Par son caractère socialement obligatoire, pour célébrer la journée internationale de la femme, le pagne est arboré, à cette occasion, dans tous les milieux socioprofessionnels, à la ville comme à la campagne, à telle enseigne qu’on ne peut plus le dissocier de cet évènement mondial. Depuis plusieurs années, à l’initiative du ministère de la promotion de la femme, le pagne – du 8 mars – est mis sur le marché, avec des motifs qui varient selon l’année. Y figure toujours, le sceau officiel de la République, marqué de l’effigie d’une femme Bantu, accroupie, vêtue de pagne, exhibant la devise nationale. Comme motifs, il y a été mis en évidence entre autres des femmes au travail, attestant de la variété des métiers qu’elles exercent. Bien que des messages de sensibilisation soient véhiculés par le canal du pagne, son port s’apparente plutôt à une enveloppe qui sert de parure aux femmes. Ce faisant, le paraître s’impose, l’apparence vient alors supplanter la conscientisation, occultant du coup le thème annuel arrêté par l’ONU.
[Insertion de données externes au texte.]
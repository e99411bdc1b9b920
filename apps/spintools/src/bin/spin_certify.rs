//! spin-certify binary entry point.
//! Resolves config, scans the tree, and writes the certification report.

use clap::Parser;
use spintools::certify::marks::MarkTable;
use spintools::certify::report::{self, ReportWriter};
use spintools::certify::Certifier;
use spintools::cli::CertifyCli;
use spintools::{config, logging, utils};
use std::fs;
use std::path::{Path, PathBuf};

fn fail(code: i32, message: impl std::fmt::Display) -> ! {
    eprintln!("{} {}", utils::error_prefix(), message);
    std::process::exit(code);
}

fn main() {
    let cli = CertifyCli::parse();
    let log_cfg = logging::LoggingConfig {
        verbose: cli.verbose,
        debug: cli.debug,
        color: utils::colors_enabled(),
        file: None,
    };
    if let Err(e) = logging::init_logging(&log_cfg) {
        eprintln!("{} logging disabled: {}", utils::note_prefix(), e);
    }
    tracing::info!("spin-certify v{}", env!("CARGO_PKG_VERSION"));
    tracing::debug!("debug enabled");

    let cwd = std::env::current_dir().unwrap_or_else(|_| PathBuf::from("."));
    let cfg = match config::load_config(cli.config.as_deref().map(Path::new), &cwd) {
        Ok(c) => c,
        Err(e) => fail(2, e),
    };
    let eff = match config::resolve_certify(
        &cfg,
        cli.outfile.as_deref(),
        cli.rootdir.as_deref(),
        cli.fromfile.as_deref(),
    ) {
        Ok(e) => e,
        Err(e) => fail(2, e),
    };

    // Marks are parsed before the report file exists so an ambiguous marks
    // file leaves nothing behind.
    let marks = match eff.fromfile.as_ref() {
        Some(p) => {
            let text = match fs::read_to_string(p) {
                Ok(t) => t,
                Err(e) => fail(1, format!("unable to read marks file {}: {}", p.display(), e)),
            };
            match MarkTable::parse(&text) {
                Ok(m) => {
                    tracing::info!(directories = m.directory_count(), "loaded marks from {}", p.display());
                    Some(m)
                }
                Err(e) => fail(e.exit_code(), e),
            }
        }
        None => None,
    };

    let mut certifier = Certifier::new(&eff.extensions, &eff.root_alias);
    if let Err(e) = certifier.scan(&eff.rootdir) {
        fail(e.exit_code(), e);
    }

    let out = match fs::File::create(&eff.outfile) {
        Ok(f) => f,
        Err(e) => fail(1, format!("unable to create {}: {}", eff.outfile.display(), e)),
    };
    let mut writer = ReportWriter::new(out, &eff.outfile);
    if let Err(e) = report::write_report(&certifier, &eff.rootdir, marks.as_ref(), &mut writer) {
        fail(e.exit_code(), e);
    }
    drop(writer);

    println!(
        "{} {} directories, {} unique filenames, {} unique contents -> {}",
        utils::info_prefix(),
        certifier.directories().len(),
        certifier.distinct_names(),
        certifier.distinct_hashes(),
        utils::rel_to_wd(&eff.outfile)
    );
}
En effet, comme symbole d’apparence, le pagne africain qui se différencie clairement des autres pagnes, à l’instar du pagne polynésien, confère, selon la culture Bantu, une valeur prodigieuse à la femme, lorsqu’elle l’enfile en un ensemble assorti de deux pièces, un corsage et un turban. Il n’empêche que celui-ci apparaît quelque peu dénaturé, pour être adapté aux appétences vestimentaires dans le vent. Des robes, tailleurs, jupes, chemisettes et pantalons sont confectionnés à partir du pagne. De ce fait, l’art africain est revalorisé, d’abord par des couturiers africains, puis par des grandes marques pour la haute couture. Voir les femmes en pagne se pavaner partout, en cette journée commémorative, donne l’impression qu’elles vont participer à un défilé de mode ou à un concours de beauté. Ainsi pomponnées, ces dernières deviennent plus attrayantes, au point que certaines d’entre elles reçoivent des cadeaux de leurs prétendants, et d’autres, des propositions qui frisent l’indécence. L’ambiance qui règne lors de cette journée du 8 mars, pousse fâcheusement des femmes à se délecter dans des milieux de jouissance, desquels elles sortent généralement en état d’ébriété. La divagation s’opérant, ces femmes drapées dans de superbes pagnes ne deviennent plus que l’ombre d’elles-mêmes. Malheureusement, cette image écornée reflète bien une réalité, qui se perpétue, dans certains cas, tout au long du mois de mars, pire encore pendant toute l’année, le manque de travail voire le désœuvrement ayant contribué à dépraver les mœurs.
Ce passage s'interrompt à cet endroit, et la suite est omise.